Reforma Trabalhista

O projeto original foi apresentado em dezembro de 2016 e tramitou e foi votado em tempo recorde na Câmara dos Deputados e no Senado para evitar o debate público. Feito sob encomenda dos grandes grupos empresariais que redigiram diretamente a maior parte do texto, a Reforma Trabalhista praticamente acaba com a CLT, Consolidação das Leis Trabalhistas. O principal pilar da Reforma é impor que o negociado se sobreponha ao legislado, o que em um momento de crise significa fortalecer os interesses dos patrões e enfraquecer a capacidade de negociação dos trabalhadores. Entre outros ataques aos direitos dos trabalhadores, dificulta o acesso à Justiça do Trabalho, cria a figura do trabalhador intermitente que não terá segurança nenhuma (nem mesmo aposentadoria se não completar por fora o pagamento ao INSS) e incentiva a chamada Pejotização (trabalhador como Pessoa Jurídica) com funções de empregado mas sem os direitos trabalhistas.

O PSOL votou contra a Reforma Trabalhista e hoje pede sua revogação.
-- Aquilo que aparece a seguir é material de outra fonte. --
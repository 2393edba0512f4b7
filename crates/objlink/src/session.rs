// Copyright (c) 2024-2026 Martin Schröder <info@swedishembedded.com>
//
// SPDX-License-Identifier: Apache-2.0
//!
//! The dispatch core.
//!
//! [`Session::start`] wires a seed object to a transport: it installs one
//! handler per wire verb, spawns the GC bridge, and from then on the peer
//! can pull the marshaled seed with `start` and work the object graph from
//! there. Inbound handlers resolve their target through the identity
//! registry, unmarshal arguments, run the local operation, and marshal the
//! result back; user exceptions are never caught here — they ride the
//! transport's error envelope to the caller.
//!
//! ```text
//!   caller ──► Stub::invoke ──► Transport::call_remote ─ ─ ─ ─ ─► peer
//!                                                                  │
//!   LocalObject ◄── registry ◄── SessionInner::dispatch ◄── handler┘
//!        │
//!        └─► method → result → marshal → reply ─ ─ ─ ─ ─► caller resolves
//! ```

use std::collections::{HashMap, HashSet};
use std::sync::{Arc, Mutex, Weak};

use objlink_wire::{
    CallPayload, ClassDescription, DelPayload, FuncPayload, GetPayload, IterPayload, NewPayload,
    SetPayload, Verb, WireValue,
};
use tokio::sync::mpsc::UnboundedSender;
use tracing::{debug, info, trace};

use crate::class::ClassDef;
use crate::error::{Result, RpcError};
use crate::gc::{self, GcEvent};
use crate::mirror::IncomingMirror;
use crate::object::LocalObject;
use crate::registry::{LocalTarget, ObjectRegistry};
use crate::transport::{Payload, Transport};
use crate::value::Value;

/// One end of an object-graph RPC session. Cheap to clone.
#[derive(Clone)]
pub struct Session {
    inner: Arc<SessionInner>,
}

pub(crate) struct SessionInner {
    pub(crate) transport: Arc<dyn Transport>,
    pub(crate) registry: Mutex<ObjectRegistry>,
    /// Names of classes already described to the peer. A tokio mutex: it is
    /// held across the `class` round-trip so concurrent marshals of the same
    /// class serialize instead of double-sending.
    pub(crate) classes_sent: tokio::sync::Mutex<HashSet<String>>,
    pub(crate) incoming_classes: Mutex<IncomingMirror>,
    /// Classes the peer may construct via `new`.
    local_classes: Mutex<HashMap<String, Arc<ClassDef>>>,
    pub(crate) gc_tx: UnboundedSender<GcEvent>,
    pub(crate) self_weak: Weak<SessionInner>,
    seed: Value,
}

impl Session {
    /// One-shot initialization: install all verb handlers on `transport`,
    /// spawn the GC bridge, and publish `seed` as the reply to the peer's
    /// `start`. Must run inside a tokio runtime.
    pub fn start(transport: Arc<dyn Transport>, seed: Value) -> Session {
        let (gc_tx, gc_rx) = tokio::sync::mpsc::unbounded_channel();
        let inner = Arc::new_cyclic(|self_weak: &Weak<SessionInner>| SessionInner {
            transport: transport.clone(),
            registry: Mutex::new(ObjectRegistry::new(gc_tx.clone())),
            classes_sent: tokio::sync::Mutex::new(HashSet::new()),
            incoming_classes: Mutex::new(IncomingMirror::new()),
            local_classes: Mutex::new(HashMap::new()),
            gc_tx,
            self_weak: self_weak.clone(),
            seed,
        });

        for verb in Verb::ALL {
            let weak = Arc::downgrade(&inner);
            transport.register_incoming_call(
                verb,
                Box::new(move |payload| {
                    let weak = weak.clone();
                    Box::pin(async move {
                        let Some(inner) = weak.upgrade() else {
                            return Err(RpcError::ConnectionLost);
                        };
                        inner.dispatch(verb, payload).await
                    })
                }),
            );
        }

        gc::spawn_bridge(Arc::downgrade(&inner), gc_rx);
        info!("session started");
        Session { inner }
    }

    /// Allow the peer to construct instances of `class` with the `new` verb.
    pub fn register_class(&self, class: &Arc<ClassDef>) {
        debug!(class = class.name(), "class registered for remote construction");
        self.inner
            .local_classes
            .lock()
            .expect("classes poisoned")
            .insert(class.name().to_string(), class.clone());
    }

    /// Fetch the peer's seed object — the handshake that makes the remote
    /// graph reachable.
    pub async fn remote_start(&self) -> Result<Value> {
        let reply = self.inner.call_verb(Verb::Start, &()).await?;
        self.inner.unmarshal(reply)
    }

    /// Construct an instance of a peer class: `new {className, args}`.
    pub async fn new_remote(&self, class_name: &str, args: Vec<Value>) -> Result<Value> {
        let args = self.inner.marshal_args(args).await?;
        let reply = self
            .inner
            .call_verb(
                Verb::New,
                &NewPayload {
                    class_name: class_name.to_string(),
                    args,
                },
            )
            .await?;
        self.inner.unmarshal(reply)
    }
}

impl SessionInner {
    /// Issue an outbound verb and decode the reply as a wire value.
    pub(crate) async fn call_verb<T: serde::Serialize>(
        &self,
        verb: Verb,
        payload: &T,
    ) -> Result<WireValue> {
        let payload = objlink_wire::to_payload(payload)?;
        let reply = self.transport.call_remote(verb, payload).await?;
        Ok(objlink_wire::from_payload(reply)?)
    }

    async fn reply(&self, value: Value) -> Result<Payload> {
        Ok(objlink_wire::to_payload(&self.marshal(&value).await?)?)
    }

    fn local_object(&self, id: &objlink_wire::ObjectId) -> Result<Arc<LocalObject>> {
        match self
            .registry
            .lock()
            .expect("registry poisoned")
            .local_for(id)?
        {
            LocalTarget::Object(obj) => Ok(obj),
            LocalTarget::Function(_) => {
                Err(RpcError::Protocol(format!("{id} is a function, not an object")))
            }
        }
    }

    pub(crate) async fn dispatch(&self, verb: Verb, payload: Payload) -> Result<Payload> {
        trace!(%verb, "inbound verb");
        match verb {
            Verb::Start => {
                let seed = self.seed.clone();
                self.reply(seed).await
            }

            Verb::Class => {
                let descriptions: Vec<ClassDescription> = objlink_wire::from_payload(payload)?;
                let mut mirror = self.incoming_classes.lock().expect("mirror poisoned");
                for desc in descriptions {
                    mirror.receive(desc)?;
                }
                Ok(Payload::Null)
            }

            Verb::New => {
                let p: NewPayload = objlink_wire::from_payload(payload)?;
                let class = self
                    .local_classes
                    .lock()
                    .expect("classes poisoned")
                    .get(&p.class_name)
                    .cloned()
                    .ok_or_else(|| RpcError::UnknownClass(p.class_name.clone()))?;
                let args = self.unmarshal_args(p.args)?;
                let instance = class.construct(args)?;
                self.reply(instance).await
            }

            Verb::Call => {
                let p: CallPayload = objlink_wire::from_payload(payload)?;
                let target = self
                    .registry
                    .lock()
                    .expect("registry poisoned")
                    .local_for(&p.obj)?;
                let LocalTarget::Function(function) = target else {
                    return Err(RpcError::Protocol(format!(
                        "call target {} is not a function",
                        p.obj
                    )));
                };
                let args = self.unmarshal_args(p.args)?;
                let result = function.invoke(args).await?;
                self.reply(result).await
            }

            Verb::Func => {
                let p: FuncPayload = objlink_wire::from_payload(payload)?;
                let obj = self.local_object(&p.obj)?;
                let method = obj
                    .class()
                    .find_method(&p.name)
                    .ok_or_else(|| RpcError::member(obj.class().name(), &p.name))?;
                let args = self.unmarshal_args(p.args)?;
                let result = method(obj.clone(), args).await?;
                self.reply(result).await
            }

            Verb::Get => {
                let p: GetPayload = objlink_wire::from_payload(payload)?;
                let obj = self.local_object(&p.obj)?;
                let accessor = obj
                    .class()
                    .find_accessor(&p.name)
                    .ok_or_else(|| RpcError::member(obj.class().name(), &p.name))?;
                let value = (accessor.get)(obj.as_ref())?;
                self.reply(value).await
            }

            Verb::Set => {
                let p: SetPayload = objlink_wire::from_payload(payload)?;
                let obj = self.local_object(&p.obj)?;
                let accessor = obj
                    .class()
                    .find_accessor(&p.name)
                    .ok_or_else(|| RpcError::member(obj.class().name(), &p.name))?;
                let setter = accessor
                    .set
                    .ok_or_else(|| RpcError::member(obj.class().name(), &p.name))?;
                let value = self.unmarshal(p.value)?;
                setter(obj.as_ref(), value)?;
                Ok(Payload::Null)
            }

            Verb::Iter => {
                let p: IterPayload = objlink_wire::from_payload(payload)?;
                let obj = self.local_object(&p.obj)?;
                let factory = obj
                    .class()
                    .find_iterator(p.symbol)
                    .ok_or_else(|| RpcError::member(obj.class().name(), "iterator"))?;
                let iterator = factory(obj.clone())?;
                self.reply(iterator).await
            }

            Verb::Del => {
                let p: DelPayload = objlink_wire::from_payload(payload)?;
                self.registry
                    .lock()
                    .expect("registry poisoned")
                    .release_local(&p.id_remote);
                // `del` is one-way; the transport discards this value.
                Ok(Payload::Null)
            }
        }
    }
}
Uma das principais críticas foi a reforma ter tramitado sem um debate mais amplo com a sociedade, servindo como moeda de troca do governo Temer para atender aos interesses dos grandes grupos empresariais, em favor da sustentação que estes deram ao golpe e ao governo.
Disfarçada de modernização, a reforma trabalhista na verdade é um retrocesso na legislação, uma volta ao século XIX quando ainda não havia uma legislação protetiva aos trabalhadores.